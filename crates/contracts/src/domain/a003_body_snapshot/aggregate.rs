use crate::domain::a001_measurement::{MeasurementKind, MeasurementValue};
use crate::domain::a002_body_photo::{BodyView, ImageSelection};
use serde::{Deserialize, Serialize};
use std::collections::HashSet;

// ============================================================================
// Layout
// ============================================================================

#[derive(Debug, Clone, PartialEq, Eq, Serialize, Deserialize)]
pub struct PhotoSlotLayout {
    pub name: String,
}

#[derive(Debug, Clone, PartialEq, Eq, Serialize, Deserialize)]
pub struct MeasurementFieldLayout {
    pub label: String,
    pub unit: String,
}

/// Состав экрана снимка: какие ракурсы фото и какие замеры показывать
#[derive(Debug, Clone, PartialEq, Eq, Serialize, Deserialize)]
pub struct BodySnapshotLayout {
    #[serde(default)]
    pub photos: Vec<PhotoSlotLayout>,
    #[serde(default)]
    pub measurements: Vec<MeasurementFieldLayout>,
}

impl Default for BodySnapshotLayout {
    /// Front / side / back and weight / waist / thighs / arms.
    fn default() -> Self {
        Self {
            photos: BodyView::all()
                .into_iter()
                .map(|view| PhotoSlotLayout {
                    name: view.as_str().to_string(),
                })
                .collect(),
            measurements: MeasurementKind::all()
                .into_iter()
                .map(|kind| MeasurementFieldLayout {
                    label: kind.label().to_string(),
                    unit: kind.unit().to_string(),
                })
                .collect(),
        }
    }
}

impl BodySnapshotLayout {
    /// Проверка корректности макета
    pub fn validate(&self) -> Result<(), String> {
        if self.photos.is_empty() && self.measurements.is_empty() {
            return Err("Layout has neither photo slots nor measurements".to_string());
        }

        let mut seen = HashSet::new();
        for photo in &self.photos {
            if photo.name.trim().is_empty() {
                return Err("Photo slot name must not be empty".to_string());
            }
            if !seen.insert(photo.name.as_str()) {
                return Err(format!("Duplicate photo slot: {}", photo.name));
            }
        }

        let mut labels = HashSet::new();
        for field in &self.measurements {
            if field.label.trim().is_empty() {
                return Err("Measurement label must not be empty".to_string());
            }
            if !labels.insert(field.label.as_str()) {
                return Err(format!("Duplicate measurement: {}", field.label));
            }
            if field.unit.trim().is_empty() {
                return Err(format!("Measurement '{}' has no unit", field.label));
            }
        }

        Ok(())
    }
}

// ============================================================================
// Snapshot state
// ============================================================================

/// Начальное состояние экрана: по одному владеемому объекту на каждый слот и поле.
/// Объекты независимы; форма ничего не агрегирует и не отправляет.
#[derive(Debug, Clone, PartialEq, Eq)]
pub struct BodySnapshot {
    pub photos: Vec<ImageSelection>,
    pub measurements: Vec<MeasurementValue>,
}

impl BodySnapshot {
    pub fn from_layout(layout: &BodySnapshotLayout) -> Self {
        Self {
            photos: layout
                .photos
                .iter()
                .map(|p| ImageSelection::new(p.name.clone()))
                .collect(),
            measurements: layout
                .measurements
                .iter()
                .map(|m| MeasurementValue::new(m.label.clone(), m.unit.clone()))
                .collect(),
        }
    }

    pub fn photo(&self, slot_name: &str) -> Option<&ImageSelection> {
        self.photos.iter().find(|p| p.slot_name() == slot_name)
    }

    pub fn photo_mut(&mut self, slot_name: &str) -> Option<&mut ImageSelection> {
        self.photos.iter_mut().find(|p| p.slot_name() == slot_name)
    }

    pub fn measurement(&self, label: &str) -> Option<&MeasurementValue> {
        self.measurements.iter().find(|m| m.label() == label)
    }

    pub fn measurement_mut(&mut self, label: &str) -> Option<&mut MeasurementValue> {
        self.measurements.iter_mut().find(|m| m.label() == label)
    }
}

impl Default for BodySnapshot {
    fn default() -> Self {
        Self::from_layout(&BodySnapshotLayout::default())
    }
}

#[cfg(test)]
mod tests {
    use super::*;
    use crate::domain::a002_body_photo::ImageReference;

    #[test]
    fn test_default_snapshot_composition() {
        let snapshot = BodySnapshot::default();

        let slots: Vec<_> = snapshot.photos.iter().map(|p| p.slot_name()).collect();
        assert_eq!(slots, vec!["front", "side", "back"]);

        let fields: Vec<_> = snapshot
            .measurements
            .iter()
            .map(|m| (m.label(), m.unit()))
            .collect();
        assert_eq!(
            fields,
            vec![("Weight", "kg"), ("Waist", "cm"), ("Thighs", "cm"), ("Arms", "cm")]
        );

        assert!(snapshot.photos.iter().all(ImageSelection::is_empty));
        assert!(snapshot.measurements.iter().all(MeasurementValue::is_error));
    }

    #[test]
    fn test_pick_on_front_does_not_touch_side() {
        let mut snapshot = BodySnapshot::default();

        if let Some(front) = snapshot.photo_mut("front") {
            front.on_pick_result(Some(ImageReference::new("blob:front")));
        }

        assert!(!snapshot.photo("front").map_or(true, ImageSelection::is_empty));
        assert!(snapshot.photo("side").map_or(false, ImageSelection::is_empty));
        assert!(snapshot.photo("back").map_or(false, ImageSelection::is_empty));
    }

    #[test]
    fn test_fields_are_independent() {
        let mut snapshot = BodySnapshot::default();

        if let Some(weight) = snapshot.measurement_mut("Weight") {
            weight.try_input("72.5");
        }

        assert_eq!(snapshot.measurement("Weight").map(|m| m.raw_text()), Some("72.5"));
        assert_eq!(snapshot.measurement("Waist").map(|m| m.raw_text()), Some(""));
    }

    #[test]
    fn test_default_layout_is_valid() {
        assert!(BodySnapshotLayout::default().validate().is_ok());
    }

    #[test]
    fn test_duplicate_slot_is_rejected() {
        let mut layout = BodySnapshotLayout::default();
        layout.photos.push(PhotoSlotLayout {
            name: "front".to_string(),
        });
        let err = layout.validate().unwrap_err();
        assert!(err.contains("front"));
    }

    #[test]
    fn test_duplicate_measurement_label_is_rejected() {
        let mut layout = BodySnapshotLayout::default();
        layout.measurements.push(MeasurementFieldLayout {
            label: "Weight".to_string(),
            unit: "lb".to_string(),
        });
        let err = layout.validate().unwrap_err();
        assert!(err.contains("Weight"));
    }

    #[test]
    fn test_missing_unit_is_rejected() {
        let mut layout = BodySnapshotLayout::default();
        layout.measurements[0].unit = " ".to_string();
        assert!(layout.validate().is_err());
    }

    #[test]
    fn test_empty_layout_is_rejected() {
        let layout = BodySnapshotLayout {
            photos: Vec::new(),
            measurements: Vec::new(),
        };
        assert!(layout.validate().is_err());
    }
}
—————
### What to work on:
Scan the listing above, and wherever a line holds the string "BodyView", copy that line.

### Written answer:
use crate::domain::a002_body_photo::{BodyView, ImageSelection};
            photos: BodyView::all()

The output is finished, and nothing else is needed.